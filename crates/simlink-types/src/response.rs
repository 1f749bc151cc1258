//! Response payloads written by the server.
//!
//! Responses carry no envelope. Clients tell them apart by shape: a
//! `values` array is a state snapshot, an `error` field is an error.

use serde::{Deserialize, Serialize};

use crate::ids::{NodeId, RequestId};
use crate::node::NodeState;

/// Reply to `step`: the full per-node state after the requested rounds.
#[derive(Debug, Clone, PartialEq, Serialize, Deserialize)]
pub struct StateSnapshot {
    /// The `rid` of the step request this answers.
    pub rid: RequestId,
    /// One entry per node, in node id order.
    pub values: Vec<NodeState>,
}

/// Reply to the legacy `neighbor` query.
#[derive(Debug, Clone, PartialEq, Eq, Serialize, Deserialize)]
pub struct Neighborhood {
    /// Ids of the queried node's neighbors, ascending.
    pub neighbors: Vec<NodeId>,
}

/// Reply to any request that failed.
#[derive(Debug, Clone, PartialEq, Eq, Serialize, Deserialize)]
pub struct ErrorReply {
    /// Human-readable failure description.
    pub error: String,
}

/// Any line the server can write.
#[derive(Debug, Clone, PartialEq, Serialize)]
#[serde(untagged)]
pub enum Response {
    /// Reply to `step`.
    State(StateSnapshot),
    /// Reply to `neighbor`.
    Neighbors(Neighborhood),
    /// Failure of a request.
    Error(ErrorReply),
}

impl Response {
    /// Build an error response from anything displayable.
    pub fn error(message: impl std::fmt::Display) -> Self {
        Self::Error(ErrorReply {
            error: message.to_string(),
        })
    }

    /// Serialize as one line, without the trailing newline.
    pub fn to_line(&self) -> Result<String, serde_json::Error> {
        serde_json::to_string(self)
    }
}

#[cfg(test)]
mod tests {
    use super::*;

    #[test]
    fn state_snapshot_wire_shape() {
        let response = Response::State(StateSnapshot {
            rid: RequestId(7),
            values: vec![
                NodeState {
                    value: 0.0,
                    neighbors: vec![NodeId(1)],
                },
                NodeState {
                    value: 1.0,
                    neighbors: vec![NodeId(0)],
                },
            ],
        });
        let line = response.to_line().unwrap_or_default();
        assert_eq!(
            line,
            r#"{"rid":7,"values":[{"value":0.0,"neighbors":[1]},{"value":1.0,"neighbors":[0]}]}"#
        );
    }

    #[test]
    fn error_wire_shape() {
        let line = Response::error("operation teleport not supported")
            .to_line()
            .unwrap_or_default();
        assert_eq!(line, r#"{"error":"operation teleport not supported"}"#);
    }

    #[test]
    fn neighborhood_wire_shape() {
        let line = Response::Neighbors(Neighborhood {
            neighbors: vec![NodeId(2), NodeId(5)],
        })
        .to_line()
        .unwrap_or_default();
        assert_eq!(line, r#"{"neighbors":[2,5]}"#);
    }
}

○ ○ ○ ○

Return every record exactly as it was given.

filename crates/simlink-types/src/response.rs
repository 1f749bc151cc1258
//! Response payloads written by the server.
//!
//! Responses carry no envelope. Clients tell them apart by shape: a
//! `values` array is a state snapshot, an `error` field is an error.

use serde::{Deserialize, Serialize};

use crate::ids::{NodeId, RequestId};
use crate::node::NodeState;

/// Reply to `step`: the full per-node state after the requested rounds.
#[derive(Debug, Clone, PartialEq, Serialize, Deserialize)]
pub struct StateSnapshot {
    /// The `rid` of the step request this answers.
    pub rid: RequestId,
    /// One entry per node, in node id order.
    pub values: Vec<NodeState>,
}

/// Reply to the legacy `neighbor` query.
#[derive(Debug, Clone, PartialEq, Eq, Serialize, Deserialize)]
pub struct Neighborhood {
    /// Ids of the queried node's neighbors, ascending.
    pub neighbors: Vec<NodeId>,
}

/// Reply to any request that failed.
#[derive(Debug, Clone, PartialEq, Eq, Serialize, Deserialize)]
pub struct ErrorReply {
    /// Human-readable failure description.
    pub error: String,
}

/// Any line the server can write.
#[derive(Debug, Clone, PartialEq, Serialize)]
#[serde(untagged)]
pub enum Response {
    /// Reply to `step`.
    State(StateSnapshot),
    /// Reply to `neighbor`.
    Neighbors(Neighborhood),
    /// Failure of a request.
    Error(ErrorReply),
}

impl Response {
    /// Build an error response from anything displayable.
    pub fn error(message: impl std::fmt::Display) -> Self {
        Self::Error(ErrorReply {
            error: message.to_string(),
        })
    }

    /// Serialize as one line, without the trailing newline.
    pub fn to_line(&self) -> Result<String, serde_json::Error> {
        serde_json::to_string(self)
    }
}

#[cfg(test)]
mod tests {
    use super::*;

    #[test]
    fn state_snapshot_wire_shape() {
        let response = Response::State(StateSnapshot {
            rid: RequestId(7),
            values: vec![
                NodeState {
                    value: 0.0,
                    neighbors: vec![NodeId(1)],
                },
                NodeState {
                    value: 1.0,
                    neighbors: vec![NodeId(0)],
                },
            ],
        });
        let line = response.to_line().unwrap_or_default();
        assert_eq!(
            line,
            r#"{"rid":7,"values":[{"value":0.0,"neighbors":[1]},{"value":1.0,"neighbors":[0]}]}"#
        );
    }

    #[test]
    fn error_wire_shape() {
        let line = Response::error("operation teleport not supported")
            .to_line()
            .unwrap_or_default();
        assert_eq!(line, r#"{"error":"operation teleport not supported"}"#);
    }

    #[test]
    fn neighborhood_wire_shape() {
        let line = Response::Neighbors(Neighborhood {
            neighbors: vec![NodeId(2), NodeId(5)],
        })
        .to_line()
        .unwrap_or_default();
        assert_eq!(line, r#"{"neighbors":[2,5]}"#);
    }
}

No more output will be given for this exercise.